Contracenam – como todo o elenco – de forma magistral; sendo a parte mais cômica
da peça a expressa pela embriaguez constante do amigo de Lima. Este, como em Os Bruzundangas,
diz que há pseudoliteratos que querem figurar na ABL, um mundo onde só os
bacharéis têm vez e esses “doutores” sendo os únicos aceitos socialmente para o
estudo. No fundo, porém, para Lima Barreto, o objetivo maior de todos eles é
fazer parte da burocracia dos empregos públicos. O escritor vê no Barão do Rio
Branco o exemplo maior da personificação desse mal. Entre uma recordação e
outra, reaparece o médico. A animosidade entre doutor e escritor decresce, pois
aquele reconhece a inteligência e comportamento atípico de Lima, incansável em
suas lúcidas críticas. É essa história que o Lima Barreto de Luis Alberto de
Abreu vive: internado, interagindo em um misto de alucinação e emoção profunda
com sua juventude e com os personagens do romance em que o protagonista é
Policarpo.
Sim, estão
todos lá: saindo do encontro da caneta com o papel do jovem Lima, ao mesmo
tempo em que, internado quando mais velho, observa e dialoga, chegando ao ápice
de um embate existencial entre ele e o major Quaresma. Este protagonista que dá
nome ao livro é ridicularizado por seu ufanismo e idealismo, tendo como triste
fim sua condenação ao fuzilamento por Floriano. Seu projeto de fazer do Tupi a
língua oficial do país fracassa. O intuito de modernizar o sistema agrário do
país conhece o mesmo destino de seu Tupi. Todos, exceto Ismênia, não escapam
aos ataques por parte daquele que os inventou. Ismênia é Lima Barreto. O Lima
ressentido e da luta não se reconhece com o Lima frustrado do hospital: segue
na construção de seu romance.
Tecnicamente,
tudo parece ser digno de um grande espetáculo, digno ao igualmente grandioso
nome Lima Barreto, que ficou
registrado na história da literatura nacional. O elenco de ótima qualidade e
uma atuação que a mim pareceu impecável; um cenário belo e criativo, que
retrata a vida urbana cerceada de livros.

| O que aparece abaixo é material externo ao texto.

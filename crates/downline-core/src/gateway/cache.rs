//! Freshness-window cache in front of any gateway.
//!
//! A successful result is reused for an identical [`FetchKey`] until it is
//! older than the TTL. Failures are never cached.

use std::collections::HashMap;
use std::sync::Mutex;
use std::time::{Duration, Instant};

use tracing::debug;

use crate::BoxFuture;
use crate::model::DomainNode;
use crate::navigation::FetchKey;

use super::fetch::{FetchError, TreeFetchGateway};

struct CacheEntry {
    fetched_at: Instant,
    tree: Option<DomainNode>,
}

/// TTL cache keyed by fetch key.
pub struct CachedGateway<G> {
    inner: G,
    ttl: Duration,
    entries: Mutex<HashMap<FetchKey, CacheEntry>>,
}

impl<G: TreeFetchGateway> CachedGateway<G> {
    pub fn new(inner: G, ttl: Duration) -> Self {
        Self {
            inner,
            ttl,
            entries: Mutex::new(HashMap::new()),
        }
    }

    /// Number of cached keys, fresh or not.
    pub fn len(&self) -> usize {
        self.entries.lock().map(|e| e.len()).unwrap_or(0)
    }

    pub fn is_empty(&self) -> bool {
        self.len() == 0
    }

    fn lookup(&self, key: &FetchKey) -> Option<Option<DomainNode>> {
        let mut entries = self.entries.lock().ok()?;
        let fresh = entries
            .get(key)
            .map(|entry| entry.fetched_at.elapsed() < self.ttl)?;
        if fresh {
            entries.get(key).map(|entry| entry.tree.clone())
        } else {
            entries.remove(key);
            None
        }
    }

    /// Insert `tree`, evicting every expired entry first.
    fn store(&self, key: FetchKey, tree: Option<DomainNode>) {
        if let Ok(mut entries) = self.entries.lock() {
            let before = entries.len();
            entries.retain(|_, entry| entry.fetched_at.elapsed() < self.ttl);
            let evicted = before - entries.len();
            if evicted > 0 {
                debug!(evicted, "Evicted expired tree cache entries");
            }
            entries.insert(
                key,
                CacheEntry {
                    fetched_at: Instant::now(),
                    tree,
                },
            );
        }
    }
}

impl<G: TreeFetchGateway> TreeFetchGateway for CachedGateway<G> {
    fn name(&self) -> &str {
        self.inner.name()
    }

    /// Drop every cached entry, then invalidate the inner gateway.
    fn invalidate(&self) {
        if let Ok(mut entries) = self.entries.lock() {
            debug!(entries = entries.len(), "Tree cache invalidated");
            entries.clear();
        }
        self.inner.invalidate();
    }

    fn fetch(&self, key: &FetchKey) -> BoxFuture<'_, Result<Option<DomainNode>, FetchError>> {
        if let Some(tree) = self.lookup(key) {
            debug!(%key, "Tree cache hit");
            return Box::pin(async move { Ok(tree) });
        }

        let key = key.clone();
        Box::pin(async move {
            let result = self.inner.fetch(&key).await;
            if let Ok(tree) = &result {
                self.store(key, tree.clone());
            }
            result
        })
    }
}

#[cfg(test)]
mod tests {
    use super::*;
    use std::sync::atomic::{AtomicUsize, Ordering};

    /// Counts calls and fails every other one when `flaky` is set.
    struct CountingGateway {
        calls: AtomicUsize,
        flaky: bool,
    }

    impl CountingGateway {
        fn new(flaky: bool) -> Self {
            Self {
                calls: AtomicUsize::new(0),
                flaky,
            }
        }
    }

    impl TreeFetchGateway for CountingGateway {
        fn name(&self) -> &str {
            "counting"
        }

        fn fetch(&self, key: &FetchKey) -> BoxFuture<'_, Result<Option<DomainNode>, FetchError>> {
            let n = self.calls.fetch_add(1, Ordering::SeqCst);
            let result = if self.flaky && n % 2 == 0 {
                Err(FetchError::Timeout)
            } else {
                Ok(Some(DomainNode::new(
                    key.root_id.clone().unwrap_or_else(|| "ROOT".to_string()),
                    format!("call {n}"),
                )))
            };
            Box::pin(async move { result })
        }
    }

    #[tokio::test]
    async fn test_second_fetch_within_ttl_is_cached() {
        let cache = CachedGateway::new(CountingGateway::new(false), Duration::from_secs(60));
        let key = FetchKey::viewer(3);

        let first = cache.fetch(&key).await.unwrap();
        let second = cache.fetch(&key).await.unwrap();
        assert_eq!(first, second);
        assert_eq!(cache.inner.calls.load(Ordering::SeqCst), 1);
        assert_eq!(cache.name(), "counting");
    }

    #[tokio::test]
    async fn test_distinct_keys_are_fetched_separately() {
        let cache = CachedGateway::new(CountingGateway::new(false), Duration::from_secs(60));
        cache.fetch(&FetchKey::viewer(3)).await.unwrap();
        cache.fetch(&FetchKey::viewer(4)).await.unwrap();
        cache
            .fetch(&FetchKey::new(Some("M002".to_string()), 3))
            .await
            .unwrap();
        assert_eq!(cache.inner.calls.load(Ordering::SeqCst), 3);
        assert_eq!(cache.len(), 3);
    }

    #[tokio::test]
    async fn test_expired_entry_is_refetched() {
        let cache = CachedGateway::new(CountingGateway::new(false), Duration::from_millis(20));
        let key = FetchKey::viewer(3);
        cache.fetch(&key).await.unwrap();
        tokio::time::sleep(Duration::from_millis(40)).await;
        cache.fetch(&key).await.unwrap();
        assert_eq!(cache.inner.calls.load(Ordering::SeqCst), 2);
    }

    #[tokio::test]
    async fn test_failures_are_not_cached() {
        let cache = CachedGateway::new(CountingGateway::new(true), Duration::from_secs(60));
        let key = FetchKey::viewer(3);
        assert_eq!(cache.fetch(&key).await, Err(FetchError::Timeout));
        assert!(cache.is_empty());
        assert!(cache.fetch(&key).await.is_ok());
        assert!(cache.fetch(&key).await.is_ok());
        assert_eq!(cache.inner.calls.load(Ordering::SeqCst), 2);
    }

    #[tokio::test]
    async fn test_invalidate_clears_entries() {
        let cache = CachedGateway::new(CountingGateway::new(false), Duration::from_secs(60));
        let key = FetchKey::viewer(3);
        cache.fetch(&key).await.unwrap();
        cache.invalidate();
        cache.fetch(&key).await.unwrap();
        assert_eq!(cache.inner.calls.load(Ordering::SeqCst), 2);
    }

    #[tokio::test]
    async fn test_invalidate_through_trait_object() {
        let cache: Box<dyn TreeFetchGateway> = Box::new(CachedGateway::new(
            CountingGateway::new(false),
            Duration::from_secs(60),
        ));
        let key = FetchKey::viewer(3);
        let first = cache.fetch(&key).await.unwrap();
        cache.invalidate();
        let second = cache.fetch(&key).await.unwrap();
        // A cached hit would repeat "call 0".
        assert_ne!(first, second);
    }

    #[tokio::test]
    async fn test_store_evicts_expired_entries() {
        let cache = CachedGateway::new(CountingGateway::new(false), Duration::from_millis(200));
        for depth in 1..=200 {
            cache.fetch(&FetchKey::viewer(depth)).await.unwrap();
        }
        assert_eq!(cache.len(), 200);

        tokio::time::sleep(Duration::from_millis(250)).await;
        cache.fetch(&FetchKey::viewer(201)).await.unwrap();
        assert_eq!(cache.len(), 1);
    }
}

A peça tem duração de cerca de uma hora e meia
e apresenta, além da qualidade, outras importantes vantagens: localização e
preço acessível. O Teatro Dulcina fica na rua Alcindo Guanabara, Cinelândia, no
centro da cidade do Rio de Janeiro. O valor dos ingressos é de 20 reais a
inteira. O espetáculo ocorre de sexta a domingo, às 19h. As últimas
apresentações serão entre os dias 28 e 30, neste fim de semana. Não percam!